● **PROBLEM REQUIREMENTS**:
Each line below must be reproduced exactly.

(ENTRIES SUPPLIED Opens)

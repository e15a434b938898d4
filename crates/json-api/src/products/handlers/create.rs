//! Create Product Handler

use std::{str::FromStr, sync::Arc};

use rust_decimal::Decimal;
use salvo::{
    http::header::LOCATION,
    oapi::{ToSchema, extract::JsonBody},
    prelude::*,
};
use serde::{Deserialize, Serialize};
use storefront_app::domain::products::models::NewProduct;

use crate::{
    extensions::*,
    products::{errors::into_status_error, handlers::get::ProductResponse},
    state::State,
};

/// Create Product Request
#[derive(Debug, Serialize, Deserialize, ToSchema)]
pub(crate) struct CreateProductRequest {
    /// The product name
    pub name: String,

    /// The unit price as a decimal string, e.g. `"19.99"`
    pub price: String,
}

/// Product Created Response
#[derive(Debug, Serialize, Deserialize, ToSchema)]
pub(crate) struct ProductCreatedResponse {
    pub message: String,

    pub product: ProductResponse,
}

pub(crate) fn parse_price(price: &str) -> Result<Decimal, StatusError> {
    Decimal::from_str(price.trim()).map_err(|_parse| {
        StatusError::bad_request().brief("Price must be a valid non-negative amount")
    })
}

/// Create Product Handler
#[endpoint(
    tags("products"),
    summary = "Create Product",
    security(("bearer_auth" = [])),
    responses(
        (status_code = StatusCode::CREATED, description = "Product created"),
        (status_code = StatusCode::BAD_REQUEST, description = "Bad Request"),
        (status_code = StatusCode::INTERNAL_SERVER_ERROR, description = "Internal Server Error"),
    ),
)]
pub(crate) async fn handler(
    json: JsonBody<CreateProductRequest>,
    depot: &mut Depot,
    res: &mut Response,
) -> Result<Json<ProductCreatedResponse>, StatusError> {
    let state = depot.obtain_or_500::<Arc<State>>()?;

    depot.user_uuid_or_401()?;

    let request = json.into_inner();
    let price = parse_price(&request.price)?;

    let product = state
        .app
        .products
        .create_product(NewProduct {
            name: request.name,
            price,
        })
        .await
        .map_err(into_status_error)?;

    res.add_header(LOCATION, format!("/products/{}", product.uuid), true)
        .or_500("failed to set location header")?
        .status_code(StatusCode::CREATED);

    Ok(Json(ProductCreatedResponse {
        message: "Product created successfully".to_string(),
        product: product.into(),
    }))
}

#[cfg(test)]
mod tests {
    use salvo::test::{ResponseExt, TestClient};
    use serde_json::json;
    use storefront_app::domain::products::{MockProductsService, ProductsServiceError};
    use testresult::TestResult;

    use crate::test_helpers::{make_product, products_service};

    use super::*;

    fn make_service(products: MockProductsService) -> Service {
        products_service(products, Router::with_path("products").post(handler))
    }

    #[tokio::test]
    async fn test_create_product_returns_201() -> TestResult {
        let product = make_product("Teapot", "19.99");
        let uuid = product.uuid;

        let mut products = MockProductsService::new();

        products
            .expect_create_product()
            .once()
            .withf(|new| new.name == "Teapot" && new.price == Decimal::new(19_99, 2))
            .return_once(move |_| Ok(product));

        let mut res = TestClient::post("http://example.com/products")
            .json(&json!({ "name": "Teapot", "price": "19.99" }))
            .send(&make_service(products))
            .await;

        let location = res
            .headers()
            .get("location")
            .and_then(|v| v.to_str().ok())
            .map(str::to_owned);
        let body: ProductCreatedResponse = res.take_json().await?;

        assert_eq!(res.status_code, Some(StatusCode::CREATED));
        assert_eq!(location, Some(format!("/products/{uuid}")));
        assert_eq!(body.product.name, "Teapot");

        Ok(())
    }

    #[tokio::test]
    async fn test_create_product_unparseable_price_returns_400() -> TestResult {
        let mut products = MockProductsService::new();

        products.expect_create_product().never();

        let res = TestClient::post("http://example.com/products")
            .json(&json!({ "name": "Teapot", "price": "not-a-number" }))
            .send(&make_service(products))
            .await;

        assert_eq!(res.status_code, Some(StatusCode::BAD_REQUEST));

        Ok(())
    }

    #[tokio::test]
    async fn test_create_product_negative_price_returns_400() -> TestResult {
        let mut products = MockProductsService::new();

        products
            .expect_create_product()
            .once()
            .withf(|new| new.price.is_sign_negative())
            .return_once(|_| Err(ProductsServiceError::InvalidPrice));

        let res = TestClient::post("http://example.com/products")
            .json(&json!({ "name": "Teapot", "price": "-1.00" }))
            .send(&make_service(products))
            .await;

        assert_eq!(res.status_code, Some(StatusCode::BAD_REQUEST));

        Ok(())
    }

    #[tokio::test]
    async fn test_create_product_empty_name_returns_400() -> TestResult {
        let mut products = MockProductsService::new();

        products
            .expect_create_product()
            .once()
            .return_once(|_| Err(ProductsServiceError::InvalidName));

        let res = TestClient::post("http://example.com/products")
            .json(&json!({ "name": "", "price": "1.00" }))
            .send(&make_service(products))
            .await;

        assert_eq!(res.status_code, Some(StatusCode::BAD_REQUEST));

        Ok(())
    }
}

(ENTRIES SUPPLIED Closes)

● **ANSWER TO THE EXERCISE**:
repository e15a434b938898d4
filename crates/json-api/src/products/handlers/create.rs
//! Create Product Handler

use std::{str::FromStr, sync::Arc};

use rust_decimal::Decimal;
use salvo::{
    http::header::LOCATION,
    oapi::{ToSchema, extract::JsonBody},
    prelude::*,
};
use serde::{Deserialize, Serialize};
use storefront_app::domain::products::models::NewProduct;

use crate::{
    extensions::*,
    products::{errors::into_status_error, handlers::get::ProductResponse},
    state::State,
};

/// Create Product Request
#[derive(Debug, Serialize, Deserialize, ToSchema)]
pub(crate) struct CreateProductRequest {
    /// The product name
    pub name: String,

    /// The unit price as a decimal string, e.g. `"19.99"`
    pub price: String,
}

/// Product Created Response
#[derive(Debug, Serialize, Deserialize, ToSchema)]
pub(crate) struct ProductCreatedResponse {
    pub message: String,

    pub product: ProductResponse,
}

pub(crate) fn parse_price(price: &str) -> Result<Decimal, StatusError> {
    Decimal::from_str(price.trim()).map_err(|_parse| {
        StatusError::bad_request().brief("Price must be a valid non-negative amount")
    })
}

/// Create Product Handler
#[endpoint(
    tags("products"),
    summary = "Create Product",
    security(("bearer_auth" = [])),
    responses(
        (status_code = StatusCode::CREATED, description = "Product created"),
        (status_code = StatusCode::BAD_REQUEST, description = "Bad Request"),
        (status_code = StatusCode::INTERNAL_SERVER_ERROR, description = "Internal Server Error"),
    ),
)]
pub(crate) async fn handler(
    json: JsonBody<CreateProductRequest>,
    depot: &mut Depot,
    res: &mut Response,
) -> Result<Json<ProductCreatedResponse>, StatusError> {
    let state = depot.obtain_or_500::<Arc<State>>()?;

    depot.user_uuid_or_401()?;

    let request = json.into_inner();
    let price = parse_price(&request.price)?;

    let product = state
        .app
        .products
        .create_product(NewProduct {
            name: request.name,
            price,
        })
        .await
        .map_err(into_status_error)?;

    res.add_header(LOCATION, format!("/products/{}", product.uuid), true)
        .or_500("failed to set location header")?
        .status_code(StatusCode::CREATED);

    Ok(Json(ProductCreatedResponse {
        message: "Product created successfully".to_string(),
        product: product.into(),
    }))
}

#[cfg(test)]
mod tests {
    use salvo::test::{ResponseExt, TestClient};
    use serde_json::json;
    use storefront_app::domain::products::{MockProductsService, ProductsServiceError};
    use testresult::TestResult;

    use crate::test_helpers::{make_product, products_service};

    use super::*;

    fn make_service(products: MockProductsService) -> Service {
        products_service(products, Router::with_path("products").post(handler))
    }

    #[tokio::test]
    async fn test_create_product_returns_201() -> TestResult {
        let product = make_product("Teapot", "19.99");
        let uuid = product.uuid;

        let mut products = MockProductsService::new();

        products
            .expect_create_product()
            .once()
            .withf(|new| new.name == "Teapot" && new.price == Decimal::new(19_99, 2))
            .return_once(move |_| Ok(product));

        let mut res = TestClient::post("http://example.com/products")
            .json(&json!({ "name": "Teapot", "price": "19.99" }))
            .send(&make_service(products))
            .await;

        let location = res
            .headers()
            .get("location")
            .and_then(|v| v.to_str().ok())
            .map(str::to_owned);
        let body: ProductCreatedResponse = res.take_json().await?;

        assert_eq!(res.status_code, Some(StatusCode::CREATED));
        assert_eq!(location, Some(format!("/products/{uuid}")));
        assert_eq!(body.product.name, "Teapot");

        Ok(())
    }

    #[tokio::test]
    async fn test_create_product_unparseable_price_returns_400() -> TestResult {
        let mut products = MockProductsService::new();

        products.expect_create_product().never();

        let res = TestClient::post("http://example.com/products")
            .json(&json!({ "name": "Teapot", "price": "not-a-number" }))
            .send(&make_service(products))
            .await;

        assert_eq!(res.status_code, Some(StatusCode::BAD_REQUEST));

        Ok(())
    }

    #[tokio::test]
    async fn test_create_product_negative_price_returns_400() -> TestResult {
        let mut products = MockProductsService::new();

        products
            .expect_create_product()
            .once()
            .withf(|new| new.price.is_sign_negative())
            .return_once(|_| Err(ProductsServiceError::InvalidPrice));

        let res = TestClient::post("http://example.com/products")
            .json(&json!({ "name": "Teapot", "price": "-1.00" }))
            .send(&make_service(products))
            .await;

        assert_eq!(res.status_code, Some(StatusCode::BAD_REQUEST));

        Ok(())
    }

    #[tokio::test]
    async fn test_create_product_empty_name_returns_400() -> TestResult {
        let mut products = MockProductsService::new();

        products
            .expect_create_product()
            .once()
            .return_once(|_| Err(ProductsServiceError::InvalidName));

        let res = TestClient::post("http://example.com/products")
            .json(&json!({ "name": "", "price": "1.00" }))
            .send(&make_service(products))
            .await;

        assert_eq!(res.status_code, Some(StatusCode::BAD_REQUEST));

        Ok(())
    }
}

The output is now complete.